═══ DATASET
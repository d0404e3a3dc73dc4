//! Calculator keypad
//!
//! Layout:
//! ```text
//! [ 7 ] [ 8 ] [ 9 ] [ DEL ]
//! [ 4 ] [ 5 ] [ 6 ] [  +  ]
//! [ 1 ] [ 2 ] [ 3 ] [  -  ]
//! [ . ] [ 0 ] [ / ] [  x  ]
//! [   RESET   ] [    =    ]
//! ```
//!
//! Buttons are tagged with a data attribute naming their kind, and the page
//! wiring dispatches on that kind plus the button's visible label.

use crate::core::{CalcError, CalcResult, InputToken, Operation};
use crate::wasm::dom::DomElement;

/// Kind of control, mirrored by a data attribute on the button
#[derive(Debug, Clone, Copy, PartialEq, Eq, Hash)]
pub enum ControlKind {
    /// Digit or decimal point (`data-number`)
    Number,
    /// Arithmetic operator (`data-operation`)
    Operation,
    /// Delete last character (`data-del`)
    Delete,
    /// Reset everything (`data-reset`)
    Reset,
    /// Compute (`data-equals`)
    Equals,
}

impl ControlKind {
    /// All control kinds
    pub const ALL: [Self; 5] = [
        Self::Number,
        Self::Operation,
        Self::Delete,
        Self::Reset,
        Self::Equals,
    ];

    /// Data attribute carried by buttons of this kind
    #[must_use]
    pub const fn data_attribute(&self) -> &'static str {
        match self {
            Self::Number => "data-number",
            Self::Operation => "data-operation",
            Self::Delete => "data-del",
            Self::Reset => "data-reset",
            Self::Equals => "data-equals",
        }
    }

    /// CSS selector matching buttons of this kind
    #[must_use]
    pub fn selector(&self) -> String {
        format!("[{}]", self.data_attribute())
    }
}

/// Actions that keypad buttons can perform
#[derive(Debug, Clone, Copy, PartialEq, Eq)]
pub enum KeypadAction {
    /// Insert a digit (0-9)
    Digit(u8),
    /// Insert a decimal point
    Decimal,
    /// Choose an operator
    Operator(Operation),
    /// Delete the last character
    Delete,
    /// Clear everything
    Reset,
    /// Compute the pending operation
    Equals,
}

impl KeypadAction {
    /// Resolves a control from its kind and visible label
    ///
    /// Number labels must be a single digit or `.`; operator labels use the
    /// keypad glyphs, so `x` means multiply.
    pub fn from_control(kind: ControlKind, label: &str) -> CalcResult<Self> {
        match kind {
            ControlKind::Number => Ok(match InputToken::parse(label.trim())? {
                InputToken::Digit(d) => Self::Digit(d),
                InputToken::Decimal => Self::Decimal,
            }),
            ControlKind::Operation => label.parse().map(Self::Operator),
            ControlKind::Delete => Ok(Self::Delete),
            ControlKind::Reset => Ok(Self::Reset),
            ControlKind::Equals => Ok(Self::Equals),
        }
    }

    /// Returns the kind of control that performs this action
    #[must_use]
    pub const fn kind(&self) -> ControlKind {
        match self {
            Self::Digit(_) | Self::Decimal => ControlKind::Number,
            Self::Operator(_) => ControlKind::Operation,
            Self::Delete => ControlKind::Delete,
            Self::Reset => ControlKind::Reset,
            Self::Equals => ControlKind::Equals,
        }
    }

    /// Returns the input token for digit and decimal actions
    #[must_use]
    pub const fn input_token(&self) -> Option<InputToken> {
        match self {
            Self::Digit(d) => Some(InputToken::Digit(*d)),
            Self::Decimal => Some(InputToken::Decimal),
            _ => None,
        }
    }

    /// Returns the button label for this action
    #[must_use]
    pub fn label(&self) -> String {
        match self {
            Self::Digit(d) => d.to_string(),
            Self::Decimal => ".".to_string(),
            Self::Operator(op) => op.glyph().to_string(),
            Self::Delete => "DEL".to_string(),
            Self::Reset => "RESET".to_string(),
            Self::Equals => "=".to_string(),
        }
    }
}

/// A single keypad button definition
#[derive(Debug, Clone, PartialEq, Eq)]
pub struct KeypadButtonDef {
    /// The action this button performs
    pub action: KeypadAction,
    /// The DOM element ID for this button
    pub id: String,
    /// Grid row (0-indexed)
    pub row: usize,
    /// Grid column (0-indexed)
    pub col: usize,
    /// Number of columns covered
    pub span: usize,
}

impl KeypadButtonDef {
    /// Creates a single-column button definition
    #[must_use]
    pub fn new(action: KeypadAction, row: usize, col: usize) -> Self {
        Self::spanning(action, row, col, 1)
    }

    /// Creates a button covering `span` columns
    #[must_use]
    pub fn spanning(action: KeypadAction, row: usize, col: usize, span: usize) -> Self {
        let id = match action {
            KeypadAction::Digit(d) => format!("btn-{d}"),
            KeypadAction::Decimal => "btn-decimal".to_string(),
            KeypadAction::Operator(op) => format!("btn-{}", op_name(op)),
            KeypadAction::Delete => "btn-del".to_string(),
            KeypadAction::Reset => "btn-reset".to_string(),
            KeypadAction::Equals => "btn-equals".to_string(),
        };
        Self {
            action,
            id,
            row,
            col,
            span,
        }
    }

    /// True when this button covers grid cell (`row`, `col`)
    #[must_use]
    pub fn covers(&self, row: usize, col: usize) -> bool {
        self.row == row && (self.col..self.col + self.span).contains(&col)
    }
}

/// Returns a name for an operator (for element IDs)
const fn op_name(op: Operation) -> &'static str {
    match op {
        Operation::Add => "plus",
        Operation::Subtract => "minus",
        Operation::Multiply => "times",
        Operation::Divide => "divide",
    }
}

/// Keypad layout definition
#[derive(Debug, Clone)]
pub struct Keypad {
    /// Button definitions
    buttons: Vec<KeypadButtonDef>,
    /// Number of columns
    cols: usize,
    /// Number of rows
    rows: usize,
}

impl Default for Keypad {
    fn default() -> Self {
        Self::new()
    }
}

impl Keypad {
    /// Creates the standard keypad
    #[must_use]
    pub fn new() -> Self {
        let buttons = vec![
            // Row 0: 7 8 9 DEL
            KeypadButtonDef::new(KeypadAction::Digit(7), 0, 0),
            KeypadButtonDef::new(KeypadAction::Digit(8), 0, 1),
            KeypadButtonDef::new(KeypadAction::Digit(9), 0, 2),
            KeypadButtonDef::new(KeypadAction::Delete, 0, 3),
            // Row 1: 4 5 6 +
            KeypadButtonDef::new(KeypadAction::Digit(4), 1, 0),
            KeypadButtonDef::new(KeypadAction::Digit(5), 1, 1),
            KeypadButtonDef::new(KeypadAction::Digit(6), 1, 2),
            KeypadButtonDef::new(KeypadAction::Operator(Operation::Add), 1, 3),
            // Row 2: 1 2 3 -
            KeypadButtonDef::new(KeypadAction::Digit(1), 2, 0),
            KeypadButtonDef::new(KeypadAction::Digit(2), 2, 1),
            KeypadButtonDef::new(KeypadAction::Digit(3), 2, 2),
            KeypadButtonDef::new(KeypadAction::Operator(Operation::Subtract), 2, 3),
            // Row 3: . 0 / x
            KeypadButtonDef::new(KeypadAction::Decimal, 3, 0),
            KeypadButtonDef::new(KeypadAction::Digit(0), 3, 1),
            KeypadButtonDef::new(KeypadAction::Operator(Operation::Divide), 3, 2),
            KeypadButtonDef::new(KeypadAction::Operator(Operation::Multiply), 3, 3),
            // Row 4: RESET =
            KeypadButtonDef::spanning(KeypadAction::Reset, 4, 0, 2),
            KeypadButtonDef::spanning(KeypadAction::Equals, 4, 2, 2),
        ];

        Self {
            buttons,
            cols: 4,
            rows: 5,
        }
    }

    /// Returns the number of buttons
    #[must_use]
    pub fn button_count(&self) -> usize {
        self.buttons.len()
    }

    /// Returns the grid dimensions (rows, cols)
    #[must_use]
    pub fn dimensions(&self) -> (usize, usize) {
        (self.rows, self.cols)
    }

    /// Gets all button definitions
    #[must_use]
    pub fn buttons(&self) -> &[KeypadButtonDef] {
        &self.buttons
    }

    /// Gets the button covering a grid cell
    #[must_use]
    pub fn get_button_at(&self, row: usize, col: usize) -> Option<&KeypadButtonDef> {
        if row >= self.rows || col >= self.cols {
            return None;
        }
        self.buttons.iter().find(|b| b.covers(row, col))
    }

    /// Finds a button by element ID
    #[must_use]
    pub fn find_button_by_id(&self, id: &str) -> Option<&KeypadButtonDef> {
        self.buttons.iter().find(|b| b.id == id)
    }

    /// Finds a button by its visible label (case-insensitive)
    #[must_use]
    pub fn find_button_by_label(&self, label: &str) -> Option<&KeypadButtonDef> {
        self.buttons
            .iter()
            .find(|b| b.action.label().eq_ignore_ascii_case(label))
    }

    /// Creates DOM elements for all keypad buttons
    pub fn create_dom_elements(&self) -> Vec<DomElement> {
        self.buttons
            .iter()
            .map(|btn| {
                DomElement::new("button")
                    .with_id(&btn.id)
                    .with_text(&btn.action.label())
                    .with_class("keypad__btn")
                    .with_class(&format!("keypad-row-{}", btn.row))
                    .with_class(&format!("keypad-col-{}", btn.col))
                    .with_attr(btn.action.kind().data_attribute(), "")
            })
            .collect()
    }

    /// Creates a keypad container element with all buttons
    #[must_use]
    pub fn create_keypad_element(&self) -> DomElement {
        self.create_dom_elements()
            .into_iter()
            .fold(
                DomElement::new("div").with_id("calc-keypad").with_class("keypad"),
                DomElement::with_child,
            )
    }

    /// Processes a button click event and returns the action
    #[must_use]
    pub fn handle_click(&self, element_id: &str) -> Option<KeypadAction> {
        self.find_button_by_id(element_id).map(|btn| btn.action)
    }
}

/// Resolves a raw control id into an error when it is not a keypad button
pub fn require_button<'a>(keypad: &'a Keypad, id: &str) -> CalcResult<&'a KeypadButtonDef> {
    keypad
        .find_button_by_id(id)
        .ok_or_else(|| CalcError::unknown_control(id))
}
══════
- **TASK DIRECTIONS**:
From the data above, show each line that contains "Compute".

- **ANSWER TO THIS EXERCISE**:
    /// Compute (`data-equals`)
    /// Compute the pending operation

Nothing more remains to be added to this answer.